Malaysia has signed a deal to pay a US seabed exploration firm up to $70 million if it finds the missing Malaysia Airlines aircraft MH370 within 90 days of embarking on a new search in the Southern Indian ocean.
The disappearance of the aircraft en route from Kuala Lumpu to Beijing in March 2014 with 239 people aboard ranks among the world's greatest aviation mysteries.
Australia, China and Malaysia ended a fruitless $157 million search of a 120,000 sq. km area in January last year, despite investigators urging the search to be extended to a 25,000-square-km area further to the north.
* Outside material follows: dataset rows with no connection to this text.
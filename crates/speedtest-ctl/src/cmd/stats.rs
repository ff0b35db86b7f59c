//! Client-side aggregation of latency samples and transfer rates.

#[derive(Debug, Clone, PartialEq)]
pub struct PingStats {
    /// Mean round trip with the fastest and slowest sample dropped.
    pub latency_ms: f64,
    /// Mean absolute difference between consecutive samples.
    pub jitter_ms: f64,
    pub samples: usize,
}

/// `None` when there are no samples.
pub fn summarize(samples: &[f64]) -> Option<PingStats> {
    if samples.is_empty() {
        return None;
    }

    let mut sorted = samples.to_vec();
    sorted.sort_by(f64::total_cmp);
    let trimmed = if sorted.len() > 2 {
        &sorted[1..sorted.len() - 1]
    } else {
        &sorted[..]
    };
    let latency_ms = trimmed.iter().sum::<f64>() / trimmed.len() as f64;

    let jitter_ms = if samples.len() > 1 {
        let diffs: f64 = samples.windows(2).map(|w| (w[1] - w[0]).abs()).sum();
        diffs / (samples.len() - 1) as f64
    } else {
        0.0
    };

    Some(PingStats {
        latency_ms,
        jitter_ms,
        samples: samples.len(),
    })
}

/// Megabits per second; 0 when no time elapsed.
pub fn mbps(bytes: u64, seconds: f64) -> f64 {
    if seconds <= 0.0 {
        return 0.0;
    }
    bytes as f64 * 8.0 / seconds / 1_000_000.0
}
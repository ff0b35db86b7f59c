//! Background sweep of expired shared reports.

use std::sync::Arc;
use std::time::Duration;

use speedtest_core::ServerClock;
use speedtest_services::ShareStore;

pub async fn purge_loop(store: Arc<dyn ShareStore>, clock: ServerClock, every: Duration) {
    let mut interval = tokio::time::interval(every);

    loop {
        interval.tick().await;

        match store.purge_expired(clock.now_ms()) {
            Ok(0) => {}
            Ok(removed) => tracing::debug!(removed, "expired shared reports purged"),
            Err(e) => tracing::warn!(error = %e, "shared report purge failed"),
        }
    }
}
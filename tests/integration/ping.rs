use crate::*;
use serde_json::{json, Value};

#[tokio::test]
async fn test_ping_echoes_client_fields() -> Result<()> {
    let server = spawn_server().await?;

    let resp = server
        .client
        .post(server.api("/speedtest/ping"))
        .json(&json!({ "client_time": 1000, "seq": 5 }))
        .send()
        .await?;
    assert_eq!(resp.status(), 200);

    let body: Value = resp.json().await?;
    assert_eq!(body["seq"], 5);
    assert_eq!(body["client_time"], 1000);
    assert!(body["server_time"].as_i64().unwrap() > 0);
    assert!(body["server_process_time"].as_i64().unwrap() >= 0);
    Ok(())
}

#[tokio::test]
async fn test_ping_server_time_never_decreases() -> Result<()> {
    let server = spawn_server().await?;

    let mut last = i64::MIN;
    for seq in 0..10 {
        let body: Value = server
            .client
            .post(server.api("/speedtest/ping"))
            .json(&json!({ "client_time": 0, "seq": seq }))
            .send()
            .await?
            .json()
            .await?;
        assert_eq!(body["seq"], seq);
        let t = body["server_time"].as_i64().unwrap();
        assert!(t >= last, "server_time went backwards: {t} < {last}");
        last = t;
    }
    Ok(())
}

#[tokio::test]
async fn test_ping_rejects_malformed_bodies() -> Result<()> {
    let server = spawn_server().await?;

    for body in [
        json!({ "seq": 1 }),
        json!({ "client_time": "soon", "seq": 1 }),
        json!({ "client_time": 1.5, "seq": 1 }),
    ] {
        let resp = server
            .client
            .post(server.api("/speedtest/ping"))
            .json(&body)
            .send()
            .await?;
        assert_eq!(resp.status(), 422, "body {body} should be rejected");
        let err: Value = resp.json().await?;
        assert!(err["detail"].is_string());
    }

    let resp = server
        .client
        .post(server.api("/speedtest/ping"))
        .header("content-type", "application/json")
        .body("{not json")
        .send()
        .await?;
    assert_eq!(resp.status(), 422);
    Ok(())
}
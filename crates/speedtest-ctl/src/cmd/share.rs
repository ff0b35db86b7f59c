//! share and report commands.

use std::path::Path;

use anyhow::{Context, Result};
use serde::{Deserialize, Serialize};

use super::http::{api_url, client, get_json, post_json_body};

#[derive(Serialize)]
struct CreateRequest {
    report_data: serde_json::Value,
}

#[derive(Deserialize)]
struct CreateResponse {
    share_id: String,
    expires_at: String,
    url_path: String,
}

#[derive(Deserialize)]
struct ReportResponse {
    share_id: String,
    report_data: serde_json::Value,
    created_at: String,
    expires_at: String,
}

pub async fn cmd_share(server: &str, file: &Path) -> Result<()> {
    let text = std::fs::read_to_string(file)
        .with_context(|| format!("failed to read {}", file.display()))?;
    let report_data: serde_json::Value = serde_json::from_str(&text)
        .with_context(|| format!("{} is not valid JSON", file.display()))?;

    let resp: CreateResponse = post_json_body(
        &client()?,
        &api_url(server, "/share/create"),
        &CreateRequest { report_data },
    )
    .await?;

    println!("Shared as {}", resp.share_id);
    println!("  path    : {}", resp.url_path);
    println!("  expires : {}", resp.expires_at);
    Ok(())
}

pub async fn cmd_report(server: &str, share_id: &str) -> Result<()> {
    let resp: ReportResponse =
        get_json(&client()?, &api_url(server, &format!("/share/{share_id}"))).await?;

    println!("Report {}", resp.share_id);
    println!("  created : {}", resp.created_at);
    println!("  expires : {}", resp.expires_at);
    println!(
        "{}",
        serde_json::to_string_pretty(&resp.report_data).context("failed to format report")?
    );
    Ok(())
}
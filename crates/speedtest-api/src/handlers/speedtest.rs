//! /speedtest handlers — ping echo, download stream, upload sink.

use std::convert::Infallible;
use std::time::Instant;

use axum::body::Body;
use axum::extract::rejection::{JsonRejection, QueryRejection};
use axum::extract::{Query, State};
use axum::http::header::{CACHE_CONTROL, CONTENT_LENGTH, CONTENT_TYPE};
use axum::http::HeaderName;
use axum::response::{IntoResponse, Response};
use axum::Json;
use futures::StreamExt;
use serde::Deserialize;

use speedtest_core::{
    parse_requested_size, DownloadJob, PingExchange, PingRequest, UploadResult,
};

use super::ApiState;
use crate::error::ApiError;

pub const X_BYTES_TOTAL: HeaderName = HeaderName::from_static("x-bytes-total");
pub const X_SERVER_TIME: HeaderName = HeaderName::from_static("x-server-time");

const NO_STORE: &str = "no-store, no-cache, must-revalidate";

// ── /speedtest/ping (POST) ────────────────────────────────────────────────────

pub async fn handle_ping(
    State(state): State<ApiState>,
    payload: Result<Json<PingRequest>, JsonRejection>,
) -> Result<Json<PingExchange>, ApiError> {
    let received = Instant::now();
    let Json(request) = payload?;
    Ok(Json(PingExchange::respond(request, &state.clock, received)))
}

// ── /speedtest/download (GET) ─────────────────────────────────────────────────

#[derive(Debug, Deserialize)]
pub struct DownloadParams {
    /// Kept raw so integers outside `i64` clamp instead of failing.
    pub size: Option<String>,
}

pub async fn handle_download(
    State(state): State<ApiState>,
    params: Result<Query<DownloadParams>, QueryRejection>,
) -> Result<Response, ApiError> {
    let Query(params) = params?;
    let requested = params
        .size
        .as_deref()
        .map(parse_requested_size)
        .transpose()
        .map_err(|e| ApiError::Validation(e.to_string()))?;
    let job = DownloadJob::new(requested, &state.download_limits);
    tracing::debug!(
        requested = ?job.requested,
        size = job.size,
        chunks = job.chunk_count(),
        "download started"
    );

    let headers = [
        (CONTENT_TYPE, "application/octet-stream".to_string()),
        (CONTENT_LENGTH, job.size.to_string()),
        (X_BYTES_TOTAL, job.size.to_string()),
        (X_SERVER_TIME, state.clock.now_ms().to_string()),
        (CACHE_CONTROL, NO_STORE.to_string()),
    ];
    let body = Body::from_stream(job.into_stream().map(Ok::<_, Infallible>));
    Ok((headers, body).into_response())
}

// ── /speedtest/upload (POST) ──────────────────────────────────────────────────

pub async fn handle_upload(
    State(state): State<ApiState>,
    body: Body,
) -> Result<Json<UploadResult>, ApiError> {
    let result = state
        .upload_sink
        .consume(body.into_data_stream(), &state.clock)
        .await?;
    tracing::debug!(
        received_bytes = result.received_bytes,
        elapsed_seconds = result.elapsed_seconds,
        upload_bps = result.upload_bps,
        "upload measured"
    );
    Ok(Json(result))
}
use crate::*;

async fn download(server: &TestServer, query: &str) -> Result<reqwest::Response> {
    Ok(server
        .client
        .get(format!("{}{}", server.api("/speedtest/download"), query))
        .send()
        .await?)
}

fn header<'a>(resp: &'a reqwest::Response, name: &str) -> &'a str {
    resp.headers()
        .get(name)
        .and_then(|v| v.to_str().ok())
        .unwrap_or_default()
}

#[tokio::test]
async fn test_download_default_is_one_mebibyte() -> Result<()> {
    let server = spawn_server().await?;

    let resp = download(&server, "").await?;
    assert_eq!(resp.status(), 200);
    assert_eq!(header(&resp, "x-bytes-total"), "1048576");
    assert_eq!(header(&resp, "content-length"), "1048576");
    assert_eq!(header(&resp, "content-type"), "application/octet-stream");
    assert_eq!(
        header(&resp, "cache-control"),
        "no-store, no-cache, must-revalidate"
    );
    assert!(header(&resp, "x-server-time").parse::<i64>()? > 0);

    assert_eq!(resp.bytes().await?.len(), 1_048_576);
    Ok(())
}

#[tokio::test]
async fn test_download_clamps_to_ceiling() -> Result<()> {
    let server = spawn_server().await?;

    let resp = download(&server, "?size=20000000").await?;
    assert_eq!(header(&resp, "x-bytes-total"), "10485760");
    assert_eq!(resp.bytes().await?.len(), 10_485_760);
    Ok(())
}

#[tokio::test]
async fn test_download_clamps_to_floor() -> Result<()> {
    let server = spawn_server().await?;

    for query in ["?size=500", "?size=0", "?size=-7"] {
        let resp = download(&server, query).await?;
        assert_eq!(header(&resp, "x-bytes-total"), "1024", "query {query}");
        assert_eq!(resp.bytes().await?.len(), 1024);
    }
    Ok(())
}

#[tokio::test]
async fn test_download_clamps_integers_beyond_i64() -> Result<()> {
    let server = spawn_server().await?;

    let resp = download(&server, "?size=99999999999999999999").await?;
    assert_eq!(resp.status(), 200);
    assert_eq!(header(&resp, "x-bytes-total"), "10485760");
    assert_eq!(resp.bytes().await?.len(), 10_485_760);

    let resp = download(&server, "?size=-99999999999999999999").await?;
    assert_eq!(resp.status(), 200);
    assert_eq!(header(&resp, "x-bytes-total"), "1024");
    assert_eq!(resp.bytes().await?.len(), 1024);
    Ok(())
}

#[tokio::test]
async fn test_download_exact_multiple_of_chunk_size() -> Result<()> {
    let server = spawn_server().await?;

    let resp = download(&server, "?size=131072").await?;
    assert_eq!(resp.bytes().await?.len(), 131_072);
    Ok(())
}

#[tokio::test]
async fn test_download_rejects_non_integer_size() -> Result<()> {
    let server = spawn_server().await?;

    for query in ["?size=lots", "?size=1.5", "?size="] {
        let resp = download(&server, query).await?;
        assert_eq!(resp.status(), 422, "query {query}");
        let body: serde_json::Value = resp.json().await?;
        assert!(body["detail"].as_str().is_some_and(|d| d.contains("integer")));
    }
    Ok(())
}

#[tokio::test]
async fn test_download_payload_is_not_constant() -> Result<()> {
    let server = spawn_server().await?;

    let first = download(&server, "?size=4096").await?.bytes().await?;
    let second = download(&server, "?size=4096").await?.bytes().await?;
    assert_ne!(first, second);
    assert!(first.iter().any(|&b| b != first[0]));
    Ok(())
}

#[tokio::test]
async fn test_download_abandoned_mid_stream_leaves_server_healthy() -> Result<()> {
    let server = spawn_server().await?;

    let mut resp = download(&server, "?size=10485760").await?;
    let first = resp.chunk().await?.expect("at least one chunk");
    assert!(!first.is_empty());
    drop(resp);

    let resp = download(&server, "?size=2048").await?;
    assert_eq!(resp.bytes().await?.len(), 2048);
    Ok(())
}
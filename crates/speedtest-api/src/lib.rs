pub mod error;
pub mod handlers;

use std::future::Future;
use std::net::SocketAddr;
use std::time::Duration;

use anyhow::Context;
use axum::extract::DefaultBodyLimit;
use axum::http::header::CONTENT_LENGTH;
use axum::http::HeaderValue;
use axum::routing::{get, post};
use axum::serve::ListenerExt;
use axum::Router;
use tokio::net::{TcpListener, TcpStream};
use tower_http::cors::{AllowHeaders, AllowMethods, AllowOrigin, CorsLayer};

use speedtest_core::config::ServerConfig;

pub use error::ApiError;
pub use handlers::ApiState;

/// Full application router: health endpoints at the root, everything else
/// nested under `server.api_prefix`.
pub fn router(state: ApiState, server: &ServerConfig) -> anyhow::Result<Router> {
    let api_routes = Router::new()
        .route("/speedtest/ping", post(handlers::handle_ping))
        .route("/speedtest/download", get(handlers::handle_download))
        .route(
            "/speedtest/upload",
            post(handlers::handle_upload).layer(DefaultBodyLimit::disable()),
        )
        .route("/ip-info", get(handlers::handle_ip_info))
        .route("/network-quality", post(handlers::handle_network_quality))
        .route("/server-regions", get(handlers::handle_server_regions))
        .route(
            "/server-regions/{server_id}",
            get(handlers::handle_server_region),
        )
        .route(
            "/generate-share-card",
            post(handlers::handle_generate_share_card),
        )
        .route("/share/create", post(handlers::handle_share_create))
        .route("/share/{share_id}", get(handlers::handle_share_get))
        .with_state(state);

    let root = Router::new()
        .route("/", get(handlers::handle_root))
        .route("/health", get(handlers::handle_health));

    let prefix = server.api_prefix.trim_end_matches('/');
    let app = if prefix.is_empty() {
        root.merge(api_routes)
    } else {
        root.nest(prefix, api_routes)
    };

    Ok(app.layer(configure_cors(&server.cors_origins)?))
}

/// `*` (or no entries) allows any origin without credentials; an explicit
/// list allows credentials.
pub fn configure_cors(origins: &[String]) -> anyhow::Result<CorsLayer> {
    let layer = CorsLayer::new()
        .allow_methods(AllowMethods::mirror_request())
        .allow_headers(AllowHeaders::mirror_request())
        .expose_headers([
            CONTENT_LENGTH,
            handlers::speedtest::X_BYTES_TOTAL,
            handlers::speedtest::X_SERVER_TIME,
        ]);

    if origins.is_empty() || origins.iter().any(|o| o == "*") {
        return Ok(layer.allow_origin(AllowOrigin::any()));
    }

    let origins = origins
        .iter()
        .map(|o| {
            o.parse::<HeaderValue>()
                .with_context(|| format!("invalid CORS origin: {o}"))
        })
        .collect::<anyhow::Result<Vec<_>>>()?;
    Ok(layer
        .allow_origin(AllowOrigin::list(origins))
        .allow_credentials(true))
}

/// Bind `server.host:server.port` and serve until `shutdown` resolves.
pub async fn serve(
    state: ApiState,
    server: &ServerConfig,
    shutdown: impl Future<Output = ()> + Send + 'static,
) -> anyhow::Result<()> {
    let app = router(state, server)?;
    let listener = TcpListener::bind((server.host.as_str(), server.port))
        .await
        .with_context(|| format!("failed to bind {}:{}", server.host, server.port))?;
    serve_listener(listener, app, server.tcp_user_timeout_secs, shutdown).await
}

/// Serve `app` on an already bound listener. Accepted sockets get
/// `TCP_NODELAY` and, on Linux, `TCP_USER_TIMEOUT` so a peer that stops
/// acknowledging data is dropped instead of pinning a stream forever.
pub async fn serve_listener(
    listener: TcpListener,
    app: Router,
    tcp_user_timeout_secs: u64,
    shutdown: impl Future<Output = ()> + Send + 'static,
) -> anyhow::Result<()> {
    let addr = listener.local_addr()?;
    tracing::info!(%addr, "API listening");

    let user_timeout =
        (tcp_user_timeout_secs > 0).then(|| Duration::from_secs(tcp_user_timeout_secs));
    let listener = listener.tap_io(move |tcp| {
        if let Err(e) = tune_socket(tcp, user_timeout) {
            tracing::trace!(error = %e, "failed to tune accepted socket");
        }
    });

    axum::serve(
        listener,
        app.into_make_service_with_connect_info::<SocketAddr>(),
    )
    .with_graceful_shutdown(shutdown)
    .await?;

    tracing::info!(%addr, "API stopped");
    Ok(())
}

fn tune_socket(tcp: &mut TcpStream, user_timeout: Option<Duration>) -> std::io::Result<()> {
    tcp.set_nodelay(true)?;
    if let Some(timeout) = user_timeout {
        set_user_timeout(tcp, timeout)?;
    }
    Ok(())
}

#[cfg(target_os = "linux")]
fn set_user_timeout(tcp: &TcpStream, timeout: Duration) -> std::io::Result<()> {
    socket2::SockRef::from(tcp).set_tcp_user_timeout(Some(timeout))
}

#[cfg(not(target_os = "linux"))]
fn set_user_timeout(_tcp: &TcpStream, _timeout: Duration) -> std::io::Result<()> {
    Ok(())
}
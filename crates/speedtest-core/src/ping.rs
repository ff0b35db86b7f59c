//! Ping round-trip echo.

use std::time::Instant;

use serde::{Deserialize, Serialize};

use crate::clock::ServerClock;

#[derive(Debug, Clone, Copy, PartialEq, Eq, Serialize, Deserialize)]
pub struct PingRequest {
    pub client_time: i64,
    pub seq: i64,
}

#[derive(Debug, Clone, Copy, PartialEq, Eq, Serialize, Deserialize)]
pub struct PingExchange {
    pub seq: i64,
    pub client_time: i64,
    pub server_time: i64,
    pub server_process_time: i64,
}

impl PingExchange {
    /// Build the reply. `received` is captured when the request reached the
    /// handler; nothing but timestamp arithmetic happens here.
    pub fn respond(request: PingRequest, clock: &ServerClock, received: Instant) -> Self {
        let server_time = clock.now_ms();
        Self {
            seq: request.seq,
            client_time: request.client_time,
            server_time,
            server_process_time: server_time - clock.at_ms(received),
        }
    }
}
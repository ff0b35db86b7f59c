//! speedtest integration test harness.
//!
//! Each test boots the full router on 127.0.0.1:0 inside its own runtime
//! and talks to it over real TCP with reqwest:
//!
//!   cargo test --test integration
//!
//! Shared reports go to an in-memory store the test can inspect directly.
//! Geolocation is disabled unless a test supplies its own lookup.

use std::net::SocketAddr;
use std::sync::Arc;

use anyhow::Result;
use tokio::net::TcpListener;
use tokio::sync::oneshot;
use tokio::task::JoinHandle;

use speedtest_api::ApiState;
use speedtest_core::SpeedtestConfig;
use speedtest_services::{DisabledGeoLookup, GeoLookup, MemoryShareStore};

mod download;
mod health;
mod network;
mod ping;
mod share;
mod upload;

// ── Harness ───────────────────────────────────────────────────────────────────

pub struct TestServer {
    pub addr: SocketAddr,
    pub store: MemoryShareStore,
    pub client: reqwest::Client,
    prefix: String,
    shutdown: Option<oneshot::Sender<()>>,
    task: JoinHandle<Result<()>>,
}

impl TestServer {
    /// Origin without prefix, e.g. `http://127.0.0.1:41234`.
    pub fn base(&self) -> String {
        format!("http://{}", self.addr)
    }

    /// Absolute URL for a path outside the API prefix.
    pub fn url(&self, path: &str) -> String {
        format!("{}{}", self.base(), path)
    }

    /// Absolute URL for a path under the API prefix.
    pub fn api(&self, path: &str) -> String {
        format!("{}{}{}", self.base(), self.prefix, path)
    }
}

impl Drop for TestServer {
    fn drop(&mut self) {
        if let Some(tx) = self.shutdown.take() {
            let _ = tx.send(());
        }
        self.task.abort();
    }
}

pub async fn spawn_server() -> Result<TestServer> {
    spawn_with(SpeedtestConfig::default(), Arc::new(DisabledGeoLookup)).await
}

pub async fn spawn_with_config(config: SpeedtestConfig) -> Result<TestServer> {
    spawn_with(config, Arc::new(DisabledGeoLookup)).await
}

pub async fn spawn_with(config: SpeedtestConfig, geo: Arc<dyn GeoLookup>) -> Result<TestServer> {
    let store = MemoryShareStore::new();
    let state = ApiState::with_collaborators(&config, geo, Arc::new(store.clone()));
    let app = speedtest_api::router(state, &config.server)?;

    let listener = TcpListener::bind("127.0.0.1:0").await?;
    let addr = listener.local_addr()?;
    let (tx, rx) = oneshot::channel::<()>();
    let task = tokio::spawn(speedtest_api::serve_listener(
        listener,
        app,
        config.server.tcp_user_timeout_secs,
        async move {
            let _ = rx.await;
        },
    ));

    Ok(TestServer {
        addr,
        store,
        client: reqwest::Client::new(),
        prefix: config.server.api_prefix.trim_end_matches('/').to_string(),
        shutdown: Some(tx),
        task,
    })
}
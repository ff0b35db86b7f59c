//! Download test payloads.
//!
//! A `DownloadJob` is built per request from the client's requested size.
//! Its body is produced lazily: the HTTP stack polls the stream for the next
//! chunk only once the previous one has been handed to the transport, so at
//! most one `CHUNK_SIZE` buffer is live per download regardless of total size.
//! Dropping the stream (peer went away) ends generation on the spot.

use bytes::Bytes;
use futures::Stream;

use crate::chunk::random_chunk;

/// Fixed emission unit. The final chunk carries the remainder.
pub const CHUNK_SIZE: usize = 65_536;

pub const DEFAULT_DOWNLOAD_BYTES: u64 = 1024 * 1024;
pub const MIN_DOWNLOAD_BYTES: u64 = 1024;
pub const MAX_DOWNLOAD_BYTES: u64 = 10 * 1024 * 1024;

/// Server-enforced bounds for download sizes.
#[derive(Debug, Clone, Copy, PartialEq, Eq)]
pub struct DownloadLimits {
    pub default_bytes: u64,
    pub min_bytes: u64,
    pub max_bytes: u64,
}

impl Default for DownloadLimits {
    fn default() -> Self {
        Self {
            default_bytes: DEFAULT_DOWNLOAD_BYTES,
            min_bytes: MIN_DOWNLOAD_BYTES,
            max_bytes: MAX_DOWNLOAD_BYTES,
        }
    }
}

impl DownloadLimits {
    /// Clamp a requested size into `[min_bytes, max_bytes]`. Out-of-range and
    /// negative requests are adjusted, never rejected.
    pub fn clamp(&self, requested: Option<i64>) -> u64 {
        let requested = requested
            .map(i128::from)
            .unwrap_or(self.default_bytes as i128);
        requested.clamp(self.min_bytes as i128, self.max_bytes as i128) as u64
    }
}

#[derive(Debug, Clone, PartialEq, Eq, thiserror::Error)]
#[error("size must be an integer, got {0:?}")]
pub struct InvalidSize(pub String);

/// Parse a raw `size` query value. Any integer is accepted; values beyond
/// the `i64` range saturate, which the clamp then maps to the bounds.
pub fn parse_requested_size(raw: &str) -> Result<i64, InvalidSize> {
    let text = raw.trim();
    let (negative, digits) = match text.as_bytes().first() {
        Some(b'-') => (true, &text[1..]),
        Some(b'+') => (false, &text[1..]),
        _ => (false, text),
    };
    if digits.is_empty() || !digits.bytes().all(|b| b.is_ascii_digit()) {
        return Err(InvalidSize(raw.to_string()));
    }
    Ok(text.parse::<i64>().unwrap_or(if negative { i64::MIN } else { i64::MAX }))
}

#[derive(Debug, Clone, Copy, PartialEq, Eq)]
pub struct DownloadJob {
    pub requested: Option<i64>,
    pub size: u64,
}

impl DownloadJob {
    pub fn new(requested: Option<i64>, limits: &DownloadLimits) -> Self {
        Self {
            requested,
            size: limits.clamp(requested),
        }
    }

    pub fn chunk_count(&self) -> u64 {
        self.size.div_ceil(CHUNK_SIZE as u64)
    }

    /// Lengths of the chunks this job will emit, in order.
    pub fn chunk_lengths(&self) -> impl Iterator<Item = usize> {
        let size = self.size;
        (0..self.chunk_count()).map(move |i| {
            let offset = i * CHUNK_SIZE as u64;
            (size - offset).min(CHUNK_SIZE as u64) as usize
        })
    }

    /// Lazily generated body of random bytes. Each poll produces exactly
    /// one chunk.
    pub fn into_stream(self) -> impl Stream<Item = Bytes> + Send + 'static {
        self.into_stream_with(random_chunk)
    }

    /// Like [`into_stream`](Self::into_stream) with a caller-supplied chunk
    /// source. `generate` is called once per poll, with the chunk length.
    pub fn into_stream_with<G>(self, generate: G) -> impl Stream<Item = Bytes> + Send + 'static
    where
        G: FnMut(usize) -> Bytes + Send + 'static,
    {
        let progress = Progress {
            total: self.size,
            remaining: self.size,
        };
        futures::stream::unfold((progress, generate), |(mut progress, mut generate)| async move {
            if progress.remaining == 0 {
                return None;
            }
            let len = progress.remaining.min(CHUNK_SIZE as u64);
            progress.remaining -= len;
            let chunk = generate(len as usize);
            Some((chunk, (progress, generate)))
        })
    }
}

struct Progress {
    total: u64,
    remaining: u64,
}

impl Drop for Progress {
    fn drop(&mut self) {
        if self.remaining > 0 {
            tracing::debug!(
                total = self.total,
                unsent = self.remaining,
                "download stream dropped before completion"
            );
        }
    }
}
Malaysian Transport Minister Liow Tiong Lai said a Houston-based private firm, Ocean Infinity, would search for MH370 in that 25,000-sq-km priority area on a "no-cure, no-fee" basis, meaning it will only get paid if it finds the plane.
The search will begin on January, 17th. Its priority is to locate the wreckage or the flight and cockpit recorders, and present credible evidence to confirm their location within 90 days, Liow added.
Debris from MH370 could provide clues to events on board before the crash. There have been competing theories that the aircraft suffered mechanical failure or was intentionally flown off course.
At least three pieces of debris collected from sites on Indian Ocean islands and along Africa's east coast have been confirmed as being from the missing plane.